A Cop Movie
If you were around for the 1960s, then you are aware that many American youths held a dim view of the police. Once referred to as “the heat” or “the fuzz,” they were now being called “pigs,” in some circles. And this designation stuck, going on to become a hip hop staple. See Cypress Hill’s 1991 “Pigs” or the immortal 1989 House of Pain couplet “I’m the cream of the crop, I rise to the top/I never eat a pig because a pig is a cop”.
It could be argued that never have cops been more widely disdained than they are right now; with things like ACAB (“All Cops Are Bastards”) memes, popular sentiment against what is seen as the military industrial complex ification of police forces, and institutional pushes to “defund” police departments and literally re-imagine community crime prevention methods.
So it stands to reason that in at least English speaking parts of North America, any kind of potential agenda-having from an outwardly pro-police new Mexican movie called. Cop Movie (directed by Alonso Ruizpalacios) shall likely go un-parsed. Until later in its run-time, when we learn (only sorta though) that parsing is all we ever had to do with it. Not much else about it is so easy.
“A Cop Movie” begins with banal behind the dashboard cruising cop car footage, narrated by Teresa: a 34-year old woman who has spent 17 years in Mexico City’s police force. This information gets repeated several times throughout but not gratuitously so serving another purpose altogether type thing. On this night watch patrol.

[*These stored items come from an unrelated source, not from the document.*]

//! Truncated SVD of the weighted term-document matrix.
//!
//! With `A` the `terms × docs` matrix, the eigenvectors `v` of the document
//! Gram matrix `AᵀA` give the left singular vectors as `u = A v / sqrt(λ)`.
//! The corpus has a few hundred documents at most, so the dense `docs × docs`
//! eigenproblem is solved directly with cyclic Jacobi rotations.

use ndarray::{Array1, Array2};

use crate::dictionary::SparseVector;

/// Upper bound on retained topics.
pub const DEFAULT_NUM_TOPICS: usize = 300;

const MAX_SWEEPS: usize = 100;
const OFF_DIAGONAL_EPS: f64 = 1e-12;
const RELATIVE_RANK_CUTOFF: f64 = 1e-10;

/// `topics × terms` projection whose rows are the leading left singular
/// vectors of the matrix whose columns are `docs`.
pub fn lsi_projection(docs: &[SparseVector], num_terms: usize, max_topics: usize) -> Array2<f64> {
    let gram = gram_matrix(docs);
    let (values, vectors) = jacobi_eigen(gram);

    let mut order: Vec<usize> = (0..values.len()).collect();
    order.sort_by(|&a, &b| values[b].total_cmp(&values[a]));

    let largest = order.first().map_or(0.0, |&i| values[i]);
    let kept: Vec<usize> = order
        .into_iter()
        .filter(|&i| values[i] > 0.0 && values[i] > largest * RELATIVE_RANK_CUTOFF)
        .take(max_topics)
        .collect();

    let mut projection = Array2::zeros((kept.len(), num_terms));
    for (topic, &i) in kept.iter().enumerate() {
        let scale = values[i].sqrt();
        let mut row = projection.row_mut(topic);
        for (doc, weights) in docs.iter().enumerate() {
            let coeff = vectors[[doc, i]] / scale;
            for &(term, w) in weights {
                if term < num_terms {
                    row[term] += w * coeff;
                }
            }
        }
        // Fix the sign so rebuilding the same corpus yields the same artifact.
        let pivot = row
            .iter()
            .copied()
            .max_by(|a: &f64, b: &f64| a.abs().total_cmp(&b.abs()))
            .unwrap_or(0.0);
        if pivot < 0.0 {
            row.mapv_inplace(|x| -x);
        }
    }

    log::debug!(
        "LSI kept {} of {} topics over {} terms",
        kept.len(),
        values.len(),
        num_terms
    );
    projection
}

fn gram_matrix(docs: &[SparseVector]) -> Array2<f64> {
    let n = docs.len();
    let mut gram = Array2::zeros((n, n));
    for i in 0..n {
        for j in i..n {
            let dot = sparse_dot(&docs[i], &docs[j]);
            gram[[i, j]] = dot;
            gram[[j, i]] = dot;
        }
    }
    gram
}

fn sparse_dot(a: &SparseVector, b: &SparseVector) -> f64 {
    let (mut i, mut j, mut sum) = (0, 0, 0.0);
    while i < a.len() && j < b.len() {
        match a[i].0.cmp(&b[j].0) {
            std::cmp::Ordering::Less => i += 1,
            std::cmp::Ordering::Greater => j += 1,
            std::cmp::Ordering::Equal => {
                sum += a[i].1 * b[j].1;
                i += 1;
                j += 1;
            }
        }
    }
    sum
}

/// Eigen-decomposition of a symmetric matrix: `(eigenvalues, eigenvectors)`
/// with eigenvectors as columns, in no particular order.
pub fn jacobi_eigen(mut a: Array2<f64>) -> (Array1<f64>, Array2<f64>) {
    let n = a.nrows();
    let mut v = Array2::eye(n);

    for _ in 0..MAX_SWEEPS {
        let off: f64 = (0..n)
            .flat_map(|p| ((p + 1)..n).map(move |q| (p, q)))
            .map(|(p, q)| a[[p, q]] * a[[p, q]])
            .sum();
        if off.sqrt() < OFF_DIAGONAL_EPS {
            break;
        }

        for p in 0..n {
            for q in (p + 1)..n {
                let apq = a[[p, q]];
                if apq.abs() < f64::MIN_POSITIVE {
                    continue;
                }
                let theta = (a[[q, q]] - a[[p, p]]) / (2.0 * apq);
                let t = theta.signum() / (theta.abs() + (theta * theta + 1.0).sqrt());
                let c = 1.0 / (t * t + 1.0).sqrt();
                let s = t * c;

                for k in 0..n {
                    let (akp, akq) = (a[[k, p]], a[[k, q]]);
                    a[[k, p]] = c * akp - s * akq;
                    a[[k, q]] = s * akp + c * akq;
                }
                for k in 0..n {
                    let (apk, aqk) = (a[[p, k]], a[[q, k]]);
                    a[[p, k]] = c * apk - s * aqk;
                    a[[q, k]] = s * apk + c * aqk;
                }
                for k in 0..n {
                    let (vkp, vkq) = (v[[k, p]], v[[k, q]]);
                    v[[k, p]] = c * vkp - s * vkq;
                    v[[k, q]] = s * vkp + c * vkq;
                }
            }
        }
    }

    (a.diag().to_owned(), v)
}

she assists in delivering a baby because her precinct didn’t send an actual ambulance fast enough (she says she’s never done anything like this before), so she calls her husband and tells him to call emergency services as a personal favor to get the medics out, which works. Familiar situational irony. But now we think this is some sort of pro cop movie. A movie about cops that are people, too.
Some documentary elements appear for a while. Then fictional-feature components start showing up. Brassy, jazzy cop-show style music starts accompanying some scenes. Teresa narrates certain sequences in the still and silent cop car as they’re reenacted, which also gives it away. And then once the movie shifts perspective to another cop “Montoya” the stylization becomes even more ostentatious, especially when depicting Montoya’s discomfort with overseeing a gay pride parade.

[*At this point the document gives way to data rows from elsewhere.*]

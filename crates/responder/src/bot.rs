use std::collections::HashSet;
use std::sync::Arc;

use chrono::NaiveDate;
use planbot_protocol::{
    AuditRecord, AuditUpdate, Document, Flag, MatchResult, Operation, Post, ReplyType,
    ServerTimestamp, SkipReason, Verbatim,
};
use planbot_search::{MatchContext, SemanticEngine, Strategy};
use planbot_text::{extract_flags, TriggerExtractor};
use planbot_vector_store::Corpus;
use serde::{Deserialize, Serialize};

use crate::audit::AuditStore;
use crate::config::{BotConfig, ReplyMode};
use crate::enrich::{Enricher, NoEnrichment};
use crate::error::{ReplyError, ResponderError, Result};
use crate::replies;
use crate::source::MessageSource;

/// State for one run: which posts have already been seen.
#[derive(Debug, Default)]
pub struct RunContext {
    processed: HashSet<String>,
}

impl RunContext {
    #[must_use]
    pub fn new() -> Self {
        Self::default()
    }

    #[must_use]
    pub fn is_processed(&self, id: &str) -> bool {
        self.processed.contains(id)
    }

    #[must_use]
    pub fn processed_count(&self) -> usize {
        self.processed.len()
    }
}

#[derive(Debug, Clone, Copy, PartialEq, Eq, Serialize, Deserialize)]
#[serde(tag = "outcome", rename_all = "snake_case")]
pub enum ProcessOutcome {
    /// Seen earlier in this run; nothing was written or sent
    AlreadyProcessed,
    Skipped { reason: SkipReason },
    Handled { reply_type: ReplyType, replied: bool },
}

/// Drives one post at a time through skip checks, matching, the decision
/// write, the reply, and the outcome write.
pub struct Bot {
    trigger: TriggerExtractor,
    bot_name: String,
    chain: Strategy,
    corpus: Corpus,
    engine: SemanticEngine,
    source: Arc<dyn MessageSource>,
    audit: Arc<dyn AuditStore>,
    enricher: Arc<dyn Enricher>,
    reply_mode: ReplyMode,
    skip_tracking: bool,
    today: Option<NaiveDate>,
}

impl Bot {
    pub fn new(
        config: &BotConfig,
        corpus: Corpus,
        source: Arc<dyn MessageSource>,
        audit: Arc<dyn AuditStore>,
    ) -> Result<Self> {
        Ok(Self {
            trigger: TriggerExtractor::new(&config.trigger_word)?,
            bot_name: config.bot_name.to_lowercase(),
            chain: config.chain(),
            corpus,
            engine: SemanticEngine::default(),
            source,
            audit,
            enricher: Arc::new(NoEnrichment),
            reply_mode: config.reply_mode,
            skip_tracking: config.skip_tracking,
            today: None,
        })
    }

    #[must_use]
    pub fn with_enricher(mut self, enricher: Arc<dyn Enricher>) -> Self {
        self.enricher = enricher;
        self
    }

    #[must_use]
    pub fn with_strategy(mut self, chain: Strategy) -> Self {
        self.chain = chain;
        self
    }

    #[must_use]
    pub fn with_reply_mode(mut self, reply_mode: ReplyMode) -> Self {
        self.reply_mode = reply_mode;
        self
    }

    /// Pin the date used by the state-of-race reply.
    #[must_use]
    pub fn with_today(mut self, today: NaiveDate) -> Self {
        self.today = Some(today);
        self
    }

    #[must_use]
    pub fn corpus(&self) -> &Corpus {
        &self.corpus
    }

    /// Run the chain over a post's trigger span without any side effects.
    pub fn match_text(&self, text: &str) -> Result<MatchResult> {
        let (span, options) = extract_flags(&self.trigger.extract_span(text));
        let ctx = MatchContext {
            documents: self.corpus.documents(),
            verbatims: self.corpus.verbatims(),
            options: &options,
            engine: &self.engine,
        };
        Ok(self.chain.run(&ctx, &span)?)
    }

    fn skip_reason(&self, post: &Post) -> Option<SkipReason> {
        if post.locked {
            return Some(SkipReason::PostLocked);
        }
        let Some(author) = &post.author else {
            return Some(SkipReason::NoAuthor);
        };
        if author.to_lowercase().contains(&self.bot_name) {
            return Some(SkipReason::OwnPost);
        }
        if !self.trigger.contains_trigger(&post.text) {
            return Some(SkipReason::TriggerNotFound);
        }
        None
    }

    async fn persist(&self, id: &str, record: AuditRecord) -> Result<()> {
        if self.skip_tracking {
            return Ok(());
        }
        self.audit.set(id, record).await
    }

    async fn persist_update(&self, id: &str, update: AuditUpdate) -> Result<()> {
        if self.skip_tracking {
            return Ok(());
        }
        self.audit.update(id, update).await
    }

    /// Handle one post. Any error other than a deleted reply target must
    /// abort the run: the decision may already be recorded.
    pub async fn process(&self, ctx: &mut RunContext, post: &Post) -> Result<ProcessOutcome> {
        if !ctx.processed.insert(post.id.clone()) {
            return Ok(ProcessOutcome::AlreadyProcessed);
        }
        log::info!("Processing post {}: {}", post.kind.as_str(), post.id);

        if let Some(reason) = self.skip_reason(post) {
            log::info!("Skipping {} ({})", post.id, reason.as_str());
            self.persist(&post.id, AuditRecord::skipped(post, reason))
                .await?;
            return Ok(ProcessOutcome::Skipped { reason });
        }

        let (span, options) = extract_flags(&self.trigger.extract_span(&post.text));
        let match_ctx = MatchContext {
            documents: self.corpus.documents(),
            verbatims: self.corpus.verbatims(),
            options: &options,
            engine: &self.engine,
        };
        let result = self.chain.run(&match_ctx, &span)?;

        let mut record = AuditRecord::for_post(post);
        record.processed = true;
        record.plan_match = result.match_id.clone();
        record.top_plan_confidence = result.confidence;
        record.top_plan = result.document.as_ref().map(|doc| doc.id.clone());
        record.verbatim_id = result.verbatim.as_ref().map(|v| v.id.clone());
        self.persist(&post.id, record).await?;

        let mut update = AuditUpdate::default();
        let (mut text, reply_type) = self.build_reply(post, &result, &mut update).await;
        update.reply_type = Some(reply_type);

        let mut target = post.clone();
        if options.contains(&Flag::Parent) {
            if let Some(parent) = self.source.parent(post).await? {
                let requester = post.author.as_deref().unwrap_or_default();
                text = format!("{}{text}", replies::parent_reply_prefix(requester));
                target = parent;
            }
        }

        let mut target_deleted = false;
        let replied = match self.send(&target, &text).await {
            Ok(replied) => replied,
            Err(ReplyError::TargetDeleted) => {
                target_deleted = true;
                log::warn!("Reply target {} was deleted", target.id);
                update.skipped = true;
                update.skip_reason = Some(SkipReason::DeletedComment);
                false
            }
            Err(err) => return Err(ResponderError::Reply(err)),
        };
        update.replied = replied;
        if replied {
            update.reply_timestamp = Some(ServerTimestamp);
        }
        self.persist_update(&post.id, update).await?;

        if target_deleted {
            return Ok(ProcessOutcome::Skipped {
                reason: SkipReason::DeletedComment,
            });
        }
        Ok(ProcessOutcome::Handled {
            reply_type,
            replied,
        })
    }

    /// Process `posts` in order, stopping at the first fatal error.
    pub async fn process_all(
        &self,
        ctx: &mut RunContext,
        posts: &[Post],
    ) -> Result<Vec<(String, ProcessOutcome)>> {
        let mut outcomes = Vec::with_capacity(posts.len());
        for post in posts {
            let outcome = self.process(ctx, post).await?;
            outcomes.push((post.id.clone(), outcome));
        }
        Ok(outcomes)
    }

    async fn build_reply(
        &self,
        post: &Post,
        result: &MatchResult,
        update: &mut AuditUpdate,
    ) -> (String, ReplyType) {
        if let Some(plan) = self.accepted_document(result) {
            log::info!(
                "plan match: {} {} {:?}",
                plan.id,
                post.id,
                result.confidence
            );
            if plan.is_cluster {
                return (replies::plan_cluster_reply(plan), ReplyType::PlanCluster);
            }
            if let Some(generated) = self.enricher.enrich(plan, &post.text).await {
                return (replies::enriched_reply(&generated), ReplyType::PlanLlm);
            }
            return (replies::plan_reply(plan), ReplyType::Plan);
        }

        if let Some(text) = result
            .operation
            .and_then(|op| self.operation_reply(op, result.verbatim.as_ref()))
        {
            let operation = result.operation;
            log::info!(
                "{} requested: {}",
                operation.map_or("operation", Operation::as_str),
                post.id
            );
            update.operation = operation;
            return (text, ReplyType::Operation);
        }

        log::info!(
            "topic mismatch: {:?} {} {:?}",
            result.document.as_ref().map(|doc| &doc.id),
            post.id,
            result.confidence
        );
        (
            replies::no_match_reply(result.potential_matches()),
            ReplyType::NoMatch,
        )
    }

    fn accepted_document<'a>(&'a self, result: &'a MatchResult) -> Option<&'a Document> {
        let id = result.match_id.as_ref()?;
        let document = result
            .document
            .as_ref()
            .filter(|doc| &doc.id == id)
            .or_else(|| self.corpus.get(id));
        if document.is_none() {
            log::warn!("Matched id {id} is not in the corpus");
        }
        document
    }

    fn operation_reply(&self, operation: Operation, verbatim: Option<&Verbatim>) -> Option<String> {
        match operation {
            Operation::Verbatim => verbatim.map(replies::verbatim_reply),
            Operation::AllThePlans => Some(replies::all_plans_reply(self.corpus.documents())),
            Operation::StateOfRace => {
                let today = self
                    .today
                    .unwrap_or_else(|| chrono::Local::now().date_naive());
                Some(replies::state_of_race_reply(today))
            }
        }
    }

    /// `Ok(true)` when a reply was made or simulated.
    async fn send(&self, target: &Post, text: &str) -> std::result::Result<bool, ReplyError> {
        log::debug!("{text}");
        match self.reply_mode {
            ReplyMode::Simulate => {
                log::info!(
                    "[simulated] Bot replying to {}: {}",
                    target.kind.as_str(),
                    target.id
                );
                Ok(true)
            }
            ReplyMode::Send => {
                log::info!("Bot replying to {}: {}", target.kind.as_str(), target.id);
                self.source.reply(target, text).await?;
                Ok(true)
            }
            ReplyMode::DryRun => {
                log::info!(
                    "Bot would have replied to {}: {}",
                    target.kind.as_str(),
                    target.id
                );
                Ok(false)
            }
        }
    }
}

impl std::fmt::Debug for Bot {
    fn fmt(&self, f: &mut std::fmt::Formatter<'_>) -> std::fmt::Result {
        f.debug_struct("Bot")
            .field("trigger", &self.trigger.trigger_word())
            .field("chain", &self.chain.name())
            .field("reply_mode", &self.reply_mode)
            .field("skip_tracking", &self.skip_tracking)
            .finish_non_exhaustive()
    }
}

Also while painting themselves as good cops who want to serve and detailing at least some of the pressures and aspirations that led them both into policing (both have police in their family; Teresa’s father was a cop who told her how to handle the rampant departmental sexism she’d encounter) they are both shown accepting cash bribes from civilians without much mulling over at all. And Montoya’s life before meeting Teresa does not seem like it was such smooth sailing either way.
However, the movie changes its character later on, so to speak, and we come to know that what is being shown Teresa Montoya partnering in both law enforcement (policing) and their private lives as well as becoming known by the alias “the love patrol,” is a true story acted out by performers. The actors talk about their research, sneaking into a police training academy. Raúl Briones, who portrays Montoya, speaks openly about his lack of sympathy for cops and horror at how they’re churned out like factory products; he says cadets are told they’re ready and given guns after six months.
In dealing with this case Ruizpalacios eventually shows that this system has been put through acid test. He starts off from humanistic perspective to get the audience there. In the end he brings out those individuals whom these characters were based upon and presents an almost mathematical proof: it does not work and always destroys everyone involved with it.